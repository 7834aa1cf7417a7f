/// 命令会话抽象
///
/// 本地通过 tokio 子进程执行，远程通过 SSH 执行；
/// 翻译器只依赖这个 trait，测试里可以换成假的会话。

use std::process::Stdio;

use async_trait::async_trait;
use common::{Error, Result};
use tokio::process::Command;
use tracing::debug;

/// 单条命令的执行结果
#[derive(Debug, Clone, Default, PartialEq, Eq)]
pub struct CommandOutput {
    pub exit_status: i32,
    pub stdout: String,
    pub stderr: String,
}

impl CommandOutput {
    pub fn success(&self) -> bool {
        self.exit_status == 0
    }

    /// stdout + stderr，用于错误报告
    pub fn combined(&self) -> String {
        match (self.stdout.trim().is_empty(), self.stderr.trim().is_empty()) {
            (_, true) => self.stdout.trim().to_string(),
            (true, false) => self.stderr.trim().to_string(),
            (false, false) => format!("{}\n{}", self.stdout.trim(), self.stderr.trim()),
        }
    }
}

/// 命令会话
#[async_trait]
pub trait CommandSession: Send {
    /// 执行一条命令；非零退出码不算错误，由调用方判断
    async fn exec(&mut self, argv: &[String]) -> Result<CommandOutput>;

    /// 会话描述（日志用）
    fn describe(&self) -> String;

    async fn close(&mut self) -> Result<()> {
        Ok(())
    }
}

/// 本机会话
#[derive(Debug, Default)]
pub struct LocalSession;

impl LocalSession {
    pub fn new() -> Self {
        Self
    }
}

#[async_trait]
impl CommandSession for LocalSession {
    async fn exec(&mut self, argv: &[String]) -> Result<CommandOutput> {
        let (program, args) = argv
            .split_first()
            .ok_or_else(|| Error::Internal("空命令".to_string()))?;

        debug!("本地执行: {}", argv.join(" "));
        let output = Command::new(program)
            .args(args)
            .stdin(Stdio::null())
            .stdout(Stdio::piped())
            .stderr(Stdio::piped())
            .output()
            .await
            .map_err(|e| Error::Internal(format!("启动命令 {} 失败: {}", program, e)))?;

        Ok(CommandOutput {
            // 被信号终止时没有退出码
            exit_status: output.status.code().unwrap_or(-1),
            stdout: String::from_utf8_lossy(&output.stdout).into_owned(),
            stderr: String::from_utf8_lossy(&output.stderr).into_owned(),
        })
    }

    fn describe(&self) -> String {
        "local".to_string()
    }
}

-----

Problem requirements — Go through the material above, find each line with the string "stdout", and copy it.

Response to the exercise —
    pub stdout: String,
    /// stdout + stderr，用于错误报告
        match (self.stdout.trim().is_empty(), self.stderr.trim().is_empty()) {
            (_, true) => self.stdout.trim().to_string(),
            (false, false) => format!("{}\n{}", self.stdout.trim(), self.stderr.trim()),
            .stdout(Stdio::piped())
            stdout: String::from_utf8_lossy(&output.stdout).into_owned(),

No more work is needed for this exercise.